Comportamento

Daniela Neves - danielan@gazetadopovo.com.br

Verdade sobre a mentira

Daniela Neves - danielan@gazetadopovo.com.br
29/03/2009 03:12
Amentira é um acordo social. É o formalismo e a educação que evitam aquela verdade nua e crua, que pode magoar e ofender. Já pensou se no primeiro “está tudo bem?” você resolvesse abrir o coração e fazer uma lista das angústias e problemas que enfrenta? Ou se, em apenas um dia, resolvesse dizer a verdade o tempo todo. Provavelmente iria brigar com dezenas de pessoas e ainda passaria por encrenqueiro e grosseiro. Você se lembra da comédia O Mentiroso? A mentira inofensiva do dia-a-dia, usada como artifício para fugir de uma situação constrangedora ou evitar uma briga, pode até contar pontos negativos na hora de “ir para o céu”. Mas, de acordo com especialistas, de certa forma é saudável porque impede episódios desnecessários de estresse. Segundo o psicólogo americano Gerald Jellison, da Universidade do Sul da Califórnia (EUA), cada pessoa mente ao menos 200 vezes ao dia.
Mas se por um lado a mentira tem um papel eficaz para a vida em sociedade, em outros ela é como uma droga, uma compulsão incontrolável que transforma a vida do mentiroso e de todos a sua volta em um caos.
O mecanismo da mentira começa a se desenvolver ainda na infância. Faz parte do desenvolvimento mentir para os pais. “Perto dos 4 anos, quando a criança começa a ter noção do seu mundo, costuma contar mentiras, principalmente para a mãe, para formar sua individualidade. É como se ela conseguisse ter um controle, ter coisas só dela, que a mãe não sabe e não viu”, diz a psicóloga Ana Lúcia Tuma. Nessa fase, a única preocupação necessária é quando a mentira é contada de forma constante, como uma autodefesa. “Em famílias muito severas, a angústia da criança em se livrar da culpa faz com que ela minta para se defender. Em ambiente familiar de tensão, a mentira é a criação de uma outra realidade que ela deseja”, diz.
A gravidade da mentira vai depender do contexto em que acontece, com que frequência e a repercussão para a vida dela e das outras pessoas. “Todos nós mentimos. Se encontramos uma pessoa que está doente e visualmente abatida, não podemos dizer como ela está. Vamos evitar o constrangimento e apoiá-la, amenizamos e dizemos que ela parece estar melhor”, diz o psiquiatra Marco Bessa, presidente da Sociedade Paranaense de Psiquiatria.
A mentira passa a ser preocupante quando é frequente e incontrolável. É muito comum ouvir fantasias de pessoas de baixa autoestima.
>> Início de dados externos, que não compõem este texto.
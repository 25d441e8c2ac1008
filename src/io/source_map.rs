use anyhow::{Context, Result, bail};
use memmap2::Mmap;
use std::fs::File;
use std::path::{Path, PathBuf};
use std::sync::Arc;

/// Read-only memory mapping of a source file
///
/// Cloning is cheap and shares the same mapping. Worker processes open their
/// own mapping of the same path, which the OS backs with the same pages.
#[derive(Clone)]
pub struct SourceMap {
    path: PathBuf,
    map: Option<Arc<Mmap>>,
}

impl SourceMap {
    pub fn open(path: impl AsRef<Path>) -> Result<Self> {
        let path = path.as_ref().to_path_buf();
        let file = File::open(&path)
            .with_context(|| format!("Failed to open source file {}", path.display()))?;
        let len = file
            .metadata()
            .with_context(|| format!("Failed to stat source file {}", path.display()))?
            .len();

        // Zero-length mappings are rejected on some platforms
        let map = if len == 0 {
            None
        } else {
            // SAFETY: the mapping is read-only and the loader never writes to
            // source files. Concurrent truncation by another program is caught
            // by the size check workers perform against the manifest.
            let mmap = unsafe { Mmap::map(&file) }
                .with_context(|| format!("Failed to map source file {}", path.display()))?;
            Some(Arc::new(mmap))
        };

        Ok(Self { path, map })
    }

    /// Open the mapping and verify it still has the size recorded at planning time
    pub fn open_expecting(path: impl AsRef<Path>, expected_len: u64) -> Result<Self> {
        let source = Self::open(path)?;
        if source.len() != expected_len {
            bail!(
                "Source file {} changed size since partitioning ({} bytes, expected {})",
                source.path.display(),
                source.len(),
                expected_len
            );
        }
        Ok(source)
    }

    pub fn bytes(&self) -> &[u8] {
        match &self.map {
            Some(map) => map,
            None => &[],
        }
    }

    pub fn len(&self) -> u64 {
        self.bytes().len() as u64
    }

    pub fn path(&self) -> &Path {
        &self.path
    }
}
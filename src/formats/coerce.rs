//! Field coercion from raw text to typed values
//!
//! Every coercer is total: unparseable or empty input becomes `None` (or
//! `false` for flags), never an error.

use chrono::{NaiveDate, NaiveTime};

/// Floating-point value; `None` for empty, unparseable or non-finite input
pub fn numeric(text: &str) -> Option<f64> {
    text.trim().parse::<f64>().ok().filter(|v| v.is_finite())
}

pub fn integer(text: &str) -> Option<i64> {
    text.trim().parse().ok()
}

/// Event indicator: the presence of any code means the event occurred
pub fn flag(text: &str) -> bool {
    !text.is_empty()
}

/// ISO `YYYY-MM-DD` date
pub fn iso_date(text: &str) -> Option<NaiveDate> {
    NaiveDate::parse_from_str(text.trim(), "%Y-%m-%d").ok()
}

/// US `MM/DD/YYYY` date
pub fn us_date(text: &str) -> Option<NaiveDate> {
    NaiveDate::parse_from_str(text.trim(), "%m/%d/%Y").ok()
}

/// 24-hour `HH:MM` time; single-digit hours are left-padded to `0H:MM`
pub fn clock_time(text: &str) -> Option<NaiveTime> {
    let text = text.trim();
    if text.is_empty() {
        return None;
    }
    let padded = format!("{:0>5}", text);
    NaiveTime::parse_from_str(&padded, "%H:%M").ok()
}
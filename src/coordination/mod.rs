//! Import coordination: orchestrator, workers and their run directory

pub mod coordinator;
pub mod launcher;
pub mod manifest;
pub mod worker;

pub use coordinator::{
    Coordinator, ImportConfig, ImportConfigBuilder, ImportReport, ImportStatus,
};
pub use launcher::SpawnMode;
pub use worker::Worker;
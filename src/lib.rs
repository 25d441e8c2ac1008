// Public API - only expose the runner module
pub mod runner;

// Internal modules - organized by subsystem
mod config;
mod coordination;
mod dataset;
mod db;
mod formats;
mod io;
mod telemetry;

#[cfg(test)]
mod integ_tests;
A grosso modo, quem não se aceita como é cria uma realidade paralela, desejada. “O problema é que para sustentar a primeira mentira é preciso inventar outra e com isso a pessoa vira refém dessa prática”, diz o psiquiatra.
A bola de neve pode criar uma situação insuportável. Existem, de acordo com Bessa, dois níveis de doença ligados à mentira. Um é considerado transtorno de personalidade narcisista, aquele em que a pessoa tem necessidade de mentir para se valorizar. É um ato em que não há a intenção de tirar proveito do outro, mas a necessidade de se sentir importante. “Ele sabe que mente, mas não consegue se controlar”, afirma Bessa.
A outra situação, mais grave, é considerada um transtorno de personalidade antisocial. É quando a história é contada para enganar ou tirar proveito do outro, principalmente vantagens materiais. É o típico estelionatário ou aquele que quer alguma vantagem pessoal ou sexual e, para isso, organiza muito bem suas mentiras. “É um transtorno psiquiátrico, mas que não exime a pessoa da responsabilidade criminal”, diz.
Delírios
Uma pessoa que está em fase psicótica pode ter alteração da percepção da realidade. Delira, assim como no efeito de consumo de drogas. De acordo com Bessa, o delírio não é algo que acontece de uma hora para outra. “Todo mundo passa por situação de estresse e nem por isso delira. Se você vai investigar, descobre que o mentiroso patológico já apresentava indícios de alterações psiquiátricas. O que acontece é que, assim como em casos de alcoolismos, as pessoas mais próximas vão tolerando, relevando, até chegar a uma situação mais grave.”